The Anaheim Ducks had a chance to tie up their series with the Los Angeles Kings on Saturday night, but they were going to be forced to do so without one of their key pieces, as goaltender Frederik Andersen was scratched from the game because of a lower body injury he sustained in the third period of Anaheim’s Game 3 victory at Staples Center.
In a move that was surprising to a lot of experts and fans, Ducks head coach Bruce Boudreau rolled the dice and started rookie goaltender John Gibson in the game over established veteran Jonas Hiller, who had started the first two games of the series. Gibson burst onto the scene well for the Ducks in his regular season debut, picking up a shutout in his first game, but with his most recent experience taking place at the AHL level, it was hard to predict how he would fare in his first NHL playoff game.

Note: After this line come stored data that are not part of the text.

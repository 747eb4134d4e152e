//! Match decision policy: fixed thresholds over geometric distances.

use crate::geometry;
use crate::types::{FaceObservation, LandmarkKind};
use serde::Serialize;

/// Default maximum distance between bounding-box centers, in pixels.
pub const DEFAULT_CENTER_DISTANCE_THRESHOLD: f32 = 50.0;
/// Default maximum mean landmark distance, in pixels.
pub const DEFAULT_LANDMARK_DISTANCE_THRESHOLD: f32 = 10.0;

/// Thresholds for the geometric match decision.
#[derive(Debug, Clone, Copy, PartialEq)]
pub struct DecisionConfig {
    /// A pair only matches when its bounding-box centers are closer than
    /// this, in pixels.
    pub center_distance_threshold: f32,
    /// A pair only matches when its mean scored-landmark distance is below
    /// this, in pixels. Ignored when no landmark is present on both sides.
    pub landmark_distance_threshold: f32,
}

impl Default for DecisionConfig {
    fn default() -> Self {
        Self {
            center_distance_threshold: DEFAULT_CENTER_DISTANCE_THRESHOLD,
            landmark_distance_threshold: DEFAULT_LANDMARK_DISTANCE_THRESHOLD,
        }
    }
}

/// What evidence the verdict rests on.
#[derive(Debug, Clone, Copy, PartialEq, Eq, Serialize)]
#[serde(rename_all = "snake_case")]
pub enum DecisionBasis {
    /// Center distance and mean landmark distance were both evaluated.
    CenterAndLandmarks,
    /// No scored landmark was present on both faces; the verdict fell back
    /// to the center-distance test alone.
    LandmarksUnavailable,
}

/// Verdict of comparing a reference observation against a live one.
#[derive(Debug, Clone, PartialEq, Serialize)]
pub struct ComparisonResult {
    pub is_match: bool,
    /// Normalized inverse center distance, clamped to [0, 1].
    /// 1.0 = coincident centers, 0.0 = at or beyond the threshold.
    pub confidence: f32,
    pub basis: DecisionBasis,
    /// Euclidean distance between bounding-box centers, in pixels.
    pub center_distance: f32,
    /// Mean distance over the scored landmarks, when available.
    pub mean_landmark_distance: Option<f32>,
}

/// Strategy for deciding whether two observations show the same face.
pub trait FaceMatcher {
    fn compare(&self, reference: &FaceObservation, live: &FaceObservation) -> ComparisonResult;
}

/// Threshold matcher over bounding-box center and core-landmark distances.
///
/// Deterministic and side-effect-free: identical inputs and config always
/// produce the identical verdict.
#[derive(Debug, Clone, Default)]
pub struct GeometricMatcher {
    config: DecisionConfig,
}

impl GeometricMatcher {
    pub fn new(config: DecisionConfig) -> Self {
        Self { config }
    }

    pub fn config(&self) -> &DecisionConfig {
        &self.config
    }
}

impl FaceMatcher for GeometricMatcher {
    fn compare(&self, reference: &FaceObservation, live: &FaceObservation) -> ComparisonResult {
        let center_distance = geometry::center_distance(reference, live);
        let mean_landmark_distance =
            geometry::mean_landmark_distance(reference, live, &LandmarkKind::CORE);

        let center_ok = center_distance < self.config.center_distance_threshold;
        let (is_match, basis) = match mean_landmark_distance {
            Some(d) => (
                center_ok && d < self.config.landmark_distance_threshold,
                DecisionBasis::CenterAndLandmarks,
            ),
            None => (center_ok, DecisionBasis::LandmarksUnavailable),
        };

        let confidence = if self.config.center_distance_threshold > 0.0 {
            (1.0 - center_distance / self.config.center_distance_threshold).clamp(0.0, 1.0)
        } else {
            0.0
        };

        tracing::debug!(
            center_distance,
            mean_landmark_distance = ?mean_landmark_distance,
            is_match,
            ?basis,
            "compared observations"
        );

        ComparisonResult {
            is_match,
            confidence,
            basis,
            center_distance,
            mean_landmark_distance,
        }
    }
}

#[cfg(test)]
mod tests {
    use super::*;
    use crate::types::{BoundingBox, Point};
    use approx::assert_relative_eq;

    fn observation(box_: BoundingBox, landmark_shift: f32) -> FaceObservation {
        FaceObservation::new(box_)
            .with_landmark(
                LandmarkKind::LeftEye,
                Point::new(40.0 + landmark_shift, 60.0),
            )
            .with_landmark(
                LandmarkKind::RightEye,
                Point::new(80.0 + landmark_shift, 60.0),
            )
            .with_landmark(
                LandmarkKind::NoseBase,
                Point::new(60.0 + landmark_shift, 90.0),
            )
    }

    #[test]
    fn test_identical_observations_match_with_full_confidence() {
        let obs = observation(BoundingBox::new(0.0, 0.0, 100.0, 100.0), 0.0);
        let result = GeometricMatcher::default().compare(&obs, &obs);

        assert!(result.is_match);
        assert_relative_eq!(result.confidence, 1.0);
        assert_relative_eq!(result.center_distance, 0.0);
        assert_relative_eq!(result.mean_landmark_distance.unwrap(), 0.0);
        assert_eq!(result.basis, DecisionBasis::CenterAndLandmarks);
    }

    #[test]
    fn test_small_shift_matches() {
        // Boxes (0,0,100,100) and (5,5,105,105): center distance ≈ 7.07 px,
        // landmarks within 2 px, both inside the default thresholds.
        let reference = observation(BoundingBox::new(0.0, 0.0, 100.0, 100.0), 0.0);
        let live = observation(BoundingBox::new(5.0, 5.0, 105.0, 105.0), 2.0);

        let result = GeometricMatcher::default().compare(&reference, &live);
        assert!(result.is_match);
        assert_relative_eq!(result.center_distance, 50.0f32.sqrt(), epsilon = 1e-4);
        assert!(result.confidence > 0.8);
    }

    #[test]
    fn test_far_apart_does_not_match() {
        // Centers (50,50) and (500,500): distance ≈ 636.4 px.
        let reference = observation(BoundingBox::new(0.0, 0.0, 100.0, 100.0), 0.0);
        let live = observation(BoundingBox::new(450.0, 450.0, 550.0, 550.0), 0.0);

        let result = GeometricMatcher::default().compare(&reference, &live);
        assert!(!result.is_match);
        assert_relative_eq!(result.center_distance, 636.396, epsilon = 1e-2);
        assert_relative_eq!(result.confidence, 0.0);
    }

    #[test]
    fn test_landmark_distance_vetoes_center_match() {
        // Same boxes, landmarks shifted 20 px: center check passes, the
        // landmark check (default 10 px) does not.
        let reference = observation(BoundingBox::new(0.0, 0.0, 100.0, 100.0), 0.0);
        let live = observation(BoundingBox::new(0.0, 0.0, 100.0, 100.0), 20.0);

        let result = GeometricMatcher::default().compare(&reference, &live);
        assert!(!result.is_match);
        assert_eq!(result.basis, DecisionBasis::CenterAndLandmarks);
        assert_relative_eq!(result.mean_landmark_distance.unwrap(), 20.0, epsilon = 1e-4);
        // Confidence reflects center distance only and stays high.
        assert_relative_eq!(result.confidence, 1.0);
    }

    #[test]
    fn test_missing_landmarks_fall_back_to_center_test() {
        let reference = FaceObservation::new(BoundingBox::new(0.0, 0.0, 100.0, 100.0));
        let live = FaceObservation::new(BoundingBox::new(5.0, 5.0, 105.0, 105.0));

        let result = GeometricMatcher::default().compare(&reference, &live);
        assert!(result.is_match);
        assert_eq!(result.basis, DecisionBasis::LandmarksUnavailable);
        assert_eq!(result.mean_landmark_distance, None);
    }

    #[test]
    fn test_one_sided_landmarks_also_fall_back() {
        let reference = observation(BoundingBox::new(0.0, 0.0, 100.0, 100.0), 0.0);
        let live = FaceObservation::new(BoundingBox::new(5.0, 5.0, 105.0, 105.0));

        let result = GeometricMatcher::default().compare(&reference, &live);
        assert_eq!(result.basis, DecisionBasis::LandmarksUnavailable);
        assert!(result.is_match);
    }

    #[test]
    fn test_confidence_clamps_at_threshold() {
        let reference = observation(BoundingBox::new(0.0, 0.0, 100.0, 100.0), 0.0);
        // Center exactly 50 px away horizontally.
        let live = observation(BoundingBox::new(50.0, 0.0, 150.0, 100.0), 0.0);

        let result = GeometricMatcher::default().compare(&reference, &live);
        assert!(!result.is_match, "distance == threshold must not match");
        assert_relative_eq!(result.confidence, 0.0);
    }

    #[test]
    fn test_custom_thresholds() {
        let matcher = GeometricMatcher::new(DecisionConfig {
            center_distance_threshold: 10.0,
            landmark_distance_threshold: 1.0,
        });
        let reference = observation(BoundingBox::new(0.0, 0.0, 100.0, 100.0), 0.0);
        let live = observation(BoundingBox::new(5.0, 5.0, 105.0, 105.0), 2.0);

        // 7.07 px center distance passes the 10 px threshold, but the 2 px
        // landmark shift fails the tightened 1 px landmark threshold.
        let result = matcher.compare(&reference, &live);
        assert!(!result.is_match);
    }

    #[test]
    fn test_compare_is_deterministic() {
        let reference = observation(BoundingBox::new(0.0, 0.0, 100.0, 100.0), 0.0);
        let live = observation(BoundingBox::new(5.0, 5.0, 105.0, 105.0), 2.0);
        let matcher = GeometricMatcher::default();

        let first = matcher.compare(&reference, &live);
        let second = matcher.compare(&reference, &live);
        assert_eq!(first, second);
    }
}
//! mien-core — Face verification decision core.
//!
//! Pure data model and arithmetic: face observations as produced by an
//! external detector, geometric distance scoring between two observations,
//! and the thresholded match/no-match decision policy.

pub mod geometry;
pub mod policy;
pub mod types;

pub use policy::{ComparisonResult, DecisionBasis, DecisionConfig, FaceMatcher, GeometricMatcher};
pub use types::{
    BoundingBox, DetectionOutcome, FaceAttributes, FaceObservation, LandmarkKind, Point,
};
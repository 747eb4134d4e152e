//! Geometric similarity scoring between two face observations.
//!
//! All distance functions are total over well-typed geometry: degenerate
//! bounding boxes still yield a numeric result, and a landmark missing on
//! either side makes that distance unavailable rather than guessed.

use crate::types::{FaceObservation, LandmarkKind};
use thiserror::Error;

#[derive(Error, Debug, Clone, PartialEq, Eq)]
pub enum GeometryError {
    #[error("embedding length mismatch: {left} vs {right}")]
    LengthMismatch { left: usize, right: usize },
    #[error("zero-norm vector: cosine similarity is undefined")]
    ZeroNorm,
}

/// Euclidean distance between the two observations' bounding-box centers,
/// in pixels.
pub fn center_distance(a: &FaceObservation, b: &FaceObservation) -> f32 {
    a.bounding_box.center().distance_to(b.bounding_box.center())
}

/// Distance between the two observations' `kind` landmark, or `None` when
/// either side lacks it.
pub fn landmark_distance(
    a: &FaceObservation,
    b: &FaceObservation,
    kind: LandmarkKind,
) -> Option<f32> {
    match (a.landmark(kind), b.landmark(kind)) {
        (Some(pa), Some(pb)) => Some(pa.distance_to(pb)),
        _ => None,
    }
}

/// Mean of [`landmark_distance`] over `kinds`, skipping kinds unavailable
/// on either side. `None` only when every kind is unavailable.
pub fn mean_landmark_distance(
    a: &FaceObservation,
    b: &FaceObservation,
    kinds: &[LandmarkKind],
) -> Option<f32> {
    let mut sum = 0.0f32;
    let mut count = 0usize;

    for &kind in kinds {
        if let Some(d) = landmark_distance(a, b, kind) {
            sum += d;
            count += 1;
        }
    }

    if count == 0 {
        None
    } else {
        Some(sum / count as f32)
    }
}

/// Standard cosine similarity of two equal-length vectors, in [-1, 1].
///
/// Fails fast on contract violations: mismatched lengths and zero-norm
/// inputs are programmer errors, not geometry.
pub fn cosine_similarity(a: &[f32], b: &[f32]) -> Result<f32, GeometryError> {
    if a.len() != b.len() {
        return Err(GeometryError::LengthMismatch {
            left: a.len(),
            right: b.len(),
        });
    }

    let mut dot = 0.0f32;
    let mut norm_a = 0.0f32;
    let mut norm_b = 0.0f32;

    for (x, y) in a.iter().zip(b.iter()) {
        dot += x * y;
        norm_a += x * x;
        norm_b += y * y;
    }

    let denom = norm_a.sqrt() * norm_b.sqrt();
    if denom == 0.0 {
        return Err(GeometryError::ZeroNorm);
    }

    Ok(dot / denom)
}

Local news from across Southern California
In the first period of the game, Gibson answered that question rather emphatically. Kings defenseman Alec Martinez tested the youngster early with a shot from the point that was well-screened by traffic in front of the cage. Gibson managed to catch sight of the puck just in time, and pushed it aside with ease. A little bit later, Gibson faced down the downright dangerous Marian Gaborik on a 2-on-1 rush, and when Gaborik rifled a wrist shot in on net, the 20-year old netminder managed to get his glove on the shot to keep the game scoreless.
After his team staked him to a 2-0 lead, Gibson continued to stand on his head for the team. After making yet another save on a wicked wrister from Gaborik, the goaltender made a couple of key saves a few minutes later. Jake Muzzin blasted a slapshot from near the blue line with traffic in front, and Gibson made the stop. After Jarret Stoll barely missed a shot on the doorstep, Justin Williams got a chance of his own from within 15 feet, but Gibson made another stop to preserve the lead.
That sequence was one of several in the second period in which Gibson had to be in top form. The Ducks didn’t manage a single shot on goal in the frame, but the Kings kept pounding away and eventually racked up 12 of them. Plays by Ryan Getzlaf, who blocked a shot attempt from Drew Doughty in the goal crease during a mad scramble, certainly helped Gibson out, but ultimately his play in that period saved his team from disaster as passivity ended up taking over their game on the offensive side of things.
In the third period, the Kings didn’t get quite as many chances, but Gibson continued to stand strong, making seven saves to preserve the shutout and to make a bit of NHL history. From Jeff Veillette of Leafs Nation:
Anaheim's John Gibson is the first NHL goalie in 86 years (Tiny Thompson, 1928) to earn a shutout in his regular season AND playoff debuts — Jeff Veillette (@Jeffler) May 11, 2014
Going into this game, there may have been a ton of questions about whether or not Boudreau made the right decision to keep Hiller in a backup role even with Andersen out, but Gibson answered the challenge in the biggest way possible. Without his stellar play, the Ducks would have been in serious danger of going down 3-1 in this series, and even though he may not get another start depending on whether or not Andersen is healthy for the next game, he has made one of the biggest impacts in a game of any Ducks player in this postseason run.